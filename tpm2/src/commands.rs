// SPDX-FileCopyrightText: © 2025 Phala Network <dstack@phala.network>
//
// SPDX-License-Identifier: Apache-2.0

//! TPM 2.0 command implementations
//!
//! This module provides high-level TPM operations.

use anyhow::{bail, Context, Result};
use tracing::debug;
use zeroize::Zeroizing;

use super::constants::*;
use super::device::*;
use super::marshal::*;
use super::session::{run_authorized, Auth};
use super::simulator::SimulatorConfig;
use super::types::*;

/// GetCapability page size for handle enumeration
const HANDLES_PER_PAGE: u32 = 64;

/// Result of CreatePrimary
#[derive(Debug, Clone)]
pub struct CreatedPrimary {
    pub handle: NamedHandle,
    pub public: TpmtPublic,
    /// Marshalled TPMT_PUBLIC as returned by the TPM
    pub public_area: Vec<u8>,
}

/// Result of Create: the wrapped object plus its creation record
#[derive(Debug, Clone)]
pub struct CreatedObject {
    pub private: Vec<u8>,
    pub public: Vec<u8>,
    pub creation_data: TpmsCreationData,
    pub creation_hash: Vec<u8>,
    pub creation_ticket: TpmtTkCreation,
}

/// Result of ReadPublic
#[derive(Debug, Clone)]
pub struct PublicInfo {
    pub public: TpmtPublic,
    pub public_area: Vec<u8>,
    pub name: Vec<u8>,
}

/// Pure Rust TPM context
pub struct TpmContext {
    device: TpmDevice,
}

:: About this task ::
Give back the data above word for word.

:: Answer to this problem ::
filename tpm2/src/commands.rs
// SPDX-FileCopyrightText: © 2025 Phala Network <dstack@phala.network>
//
// SPDX-License-Identifier: Apache-2.0

//! TPM 2.0 command implementations
//!
//! This module provides high-level TPM operations.

use anyhow::{bail, Context, Result};
use tracing::debug;
use zeroize::Zeroizing;

use super::constants::*;
use super::device::*;
use super::marshal::*;
use super::session::{run_authorized, Auth};
use super::simulator::SimulatorConfig;
use super::types::*;

/// GetCapability page size for handle enumeration
const HANDLES_PER_PAGE: u32 = 64;

/// Result of CreatePrimary
#[derive(Debug, Clone)]
pub struct CreatedPrimary {
    pub handle: NamedHandle,
    pub public: TpmtPublic,
    /// Marshalled TPMT_PUBLIC as returned by the TPM
    pub public_area: Vec<u8>,
}

/// Result of Create: the wrapped object plus its creation record
#[derive(Debug, Clone)]
pub struct CreatedObject {
    pub private: Vec<u8>,
    pub public: Vec<u8>,
    pub creation_data: TpmsCreationData,
    pub creation_hash: Vec<u8>,
    pub creation_ticket: TpmtTkCreation,
}

/// Result of ReadPublic
#[derive(Debug, Clone)]
pub struct PublicInfo {
    pub public: TpmtPublic,
    pub public_area: Vec<u8>,
    pub name: Vec<u8>,
}

/// Pure Rust TPM context
pub struct TpmContext {
    device: TpmDevice,
}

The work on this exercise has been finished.